Monsieur Bourdon drew back as he spoke, making way for Launcelot Darrell. The young man obeyed his companion, but in a half-sulky, half-unwilling fashion, which was very much like his manner on the Parisian Boulevard.
“Who is it?” whispered the Frenchman, as Launcelot leant forward and peered into the lighted room.
“Mrs. Jepcott, my uncle’s housekeeper.”
“Is she a friend of yours, or an enemy?”
“A friend, I think. I know that she hates my aunts. She would rather serve me than serve them.”
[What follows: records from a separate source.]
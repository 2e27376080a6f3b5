use std::sync::Arc;

use axum::{extract::State, Json};

use crate::core::error::Result;
use crate::core::extractor::AppJson;
use crate::features::accommodations::dtos::{
    AccommodationDto, AccommodationTypeDto, SaveAccommodationTypeDto,
};
use crate::features::accommodations::services::AccommodationService;
use crate::features::auth::guards::RequireAdmin;
use crate::shared::types::ApiResponse;

/// Save an accommodation type
#[utoipa::path(
    post,
    path = "/admin/accommodation-type/save",
    request_body = SaveAccommodationTypeDto,
    responses(
        (status = 200, description = "Accommodation type saved", body = ApiResponse<AccommodationTypeDto>),
        (status = 400, description = "Validation error"),
        (status = 409, description = "Name already exists")
    ),
    tag = "accommodations",
    security(("bearer_auth" = []))
)]
pub async fn save_accommodation_type(
    RequireAdmin(_admin): RequireAdmin,
    State(service): State<Arc<AccommodationService>>,
    AppJson(dto): AppJson<SaveAccommodationTypeDto>,
) -> Result<Json<ApiResponse<AccommodationTypeDto>>> {
    let accommodation_type = service.save_type(dto).await?;
    Ok(Json(ApiResponse::success(
        Some(accommodation_type),
        Some("Accommodation type saved successfully!".to_string()),
        None,
    )))
}

/// List accommodation types
#[utoipa::path(
    get,
    path = "/admin/accommodation-type/all",
    responses(
        (status = 200, description = "List of accommodation types", body = ApiResponse<Vec<AccommodationTypeDto>>),
    ),
    tag = "accommodations",
    security(("bearer_auth" = []))
)]
pub async fn get_all_accommodation_types(
    RequireAdmin(_admin): RequireAdmin,
    State(service): State<Arc<AccommodationService>>,
) -> Result<Json<ApiResponse<Vec<AccommodationTypeDto>>>> {
    let types = service.get_all_types().await?;
    Ok(Json(ApiResponse::list(types)))
}

/// List every accommodation across vendors
#[utoipa::path(
    get,
    path = "/admin/accommodation/all",
    responses(
        (status = 200, description = "List of accommodations", body = ApiResponse<Vec<AccommodationDto>>),
    ),
    tag = "accommodations",
    security(("bearer_auth" = []))
)]
pub async fn get_all_accommodations(
    RequireAdmin(_admin): RequireAdmin,
    State(service): State<Arc<AccommodationService>>,
) -> Result<Json<ApiResponse<Vec<AccommodationDto>>>> {
    let accommodations = service.get_all_accommodations().await?;
    Ok(Json(ApiResponse::list(accommodations)))
}
async fn commit_transaction(tx: Transaction<'static, Postgres>) -> Result<()> {
    tx.commit().await.map_err(|e| {
        tracing::error!("Failed to commit transaction: {:?}", e);
        AppError::Database(e)
    })
}

// =============================================================================
// Locations
// =============================================================================

pub struct PgLocationRepository {
    pool: PgPool,
}

impl PgLocationRepository {
    pub fn new(pool: PgPool) -> Self {
        Self { pool }
    }
}

#[async_trait]
impl LocationRepository for PgLocationRepository {
    async fn begin(&self) -> Result<Box<dyn LocationUnitOfWork>> {
        let tx = begin_transaction(&self.pool).await?;
        Ok(Box::new(PgLocationUnitOfWork { tx }))
    }

    async fn find_by_id(&self, id: i64) -> Result<Option<Location>> {
        sqlx::query_as::<_, Location>(&format!(
            "SELECT {} FROM locations WHERE id = $1",
            LOCATION_COLUMNS
        ))
        .bind(id)
        .fetch_optional(&self.pool)
        .await
        .map_err(|e| {
            tracing::error!("Failed to fetch location {}: {:?}", id, e);
            AppError::Database(e)
        })
    }

    async fn find_all(&self, name_filter: Option<&str>) -> Result<Vec<Location>> {
        let sql = format!(
            "SELECT {} FROM locations WHERE ($1::TEXT IS NULL OR LOWER(name) LIKE $1) ORDER BY name ASC",
            LOCATION_COLUMNS
        );

        sqlx::query_as::<_, Location>(&sql)
            .bind(name_filter.map(contains_pattern))
            .fetch_all(&self.pool)
            .await
            .map_err(|e| {
                tracing::error!("Failed to fetch locations: {:?}", e);
                AppError::Database(e)
            })
    }

    async fn toggle_visibility(&self, id: i64) -> Result<Option<VisibilityStatus>> {
        sqlx::query_scalar::<_, VisibilityStatus>(
            r#"
            UPDATE locations
            SET visibility_status = CASE visibility_status
                WHEN 'VISIBLE' THEN 'NOT_VISIBLE'::visibility_status
                ELSE 'VISIBLE'::visibility_status
            END
            WHERE id = $1
            RETURNING visibility_status
            "#,
        )
        .bind(id)
        .fetch_optional(&self.pool)
        .await
        .map_err(|e| {
            tracing::error!("Failed to toggle location {} visibility: {:?}", id, e);
            AppError::Database(e)
        })
    }

    async fn find_picture_ids(&self, location_id: i64) -> Result<Vec<i64>> {
        sqlx::query_scalar::<_, i64>(
            "SELECT id FROM location_pictures WHERE location_id = $1 ORDER BY id ASC",
        )
        .bind(location_id)
        .fetch_all(&self.pool)
        .await
        .map_err(|e| {
            tracing::error!("Failed to fetch pictures of location {}: {:?}", location_id, e);
            AppError::Database(e)
        })
    }

    async fn find_picture(&self, picture_id: i64) -> Result<Option<Vec<u8>>> {
        sqlx::query_scalar::<_, Vec<u8>>("SELECT image FROM location_pictures WHERE id = $1")
            .bind(picture_id)
            .fetch_optional(&self.pool)
            .await
            .map_err(|e| {
                tracing::error!("Failed to fetch location picture {}: {:?}", picture_id, e);
                AppError::Database(e)
            })
    }

    async fn count_activities(&self, location_id: i64) -> Result<i64> {
        sqlx::query_scalar::<_, i64>(
            "SELECT COUNT(*) FROM activity_location_details WHERE location_id = $1",
        )
        .bind(location_id)
        .fetch_one(&self.pool)
        .await
        .map_err(|e| {
            tracing::error!("Failed to count activities of location {}: {:?}", location_id, e);
            AppError::Database(e)
        })
    }

    async fn find_linked_activity_ids(&self, location_id: i64) -> Result<Vec<i64>> {
        sqlx::query_scalar::<_, i64>(
            "SELECT activity_id FROM activity_location_details WHERE location_id = $1",
        )
        .bind(location_id)
        .fetch_all(&self.pool)
        .await
        .map_err(|e| {
            tracing::error!("Failed to fetch activities of location {}: {:?}", location_id, e);
            AppError::Database(e)
        })
    }
}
“Good. We are not going to trust Mrs. Jepcott; but it’s as well to know that she is friendly towards us. Now listen to me, my friend; we must have the key.”
“I suppose we must,” muttered Launcelot Darrell, very sulkily.
“You suppose we must! Bah!” whispered the Frenchman with intense scornfulness of manner. “It is likely we should draw back, after having gone so far as we have gone, and made such promises as we have made. It is like you Englishmen to turn cowards at the very last, in any difficult business like this. You are very brave and very great so long as you can make a great noise about your honour, and your courage, and your loyalty; so long as the drums are beating and the flags flying, and all the world looking on to admire you. But the moment there is anything of difficult—anything of a little hazardous, or anything of criminal, perhaps—you draw back, you have fear. Bah! I have no patience with you. You are a great nation, but you have never produced a great impostor. Your Perkin Warbecks, your Stuart Pretenders, they are all the same. They ride up hills with forty thousand men, and,”—here Monsieur Bourdon hissed out a very big French oath, to give strength to his assertion,—“when they get to the top they can do nothing better than ride down again.”
It is not to be supposed that, in so critical a situation as that in which the two men had placed themselves, the Frenchman would have said all this without a purpose. He knew Launcelot Darrell, and he knew that ridicule was the best spur with which to urge him on when he was inclined to come to a standstill. The young man’s pride took fire at his companion’s scornful banter.
“What do you want me to do?” he asked.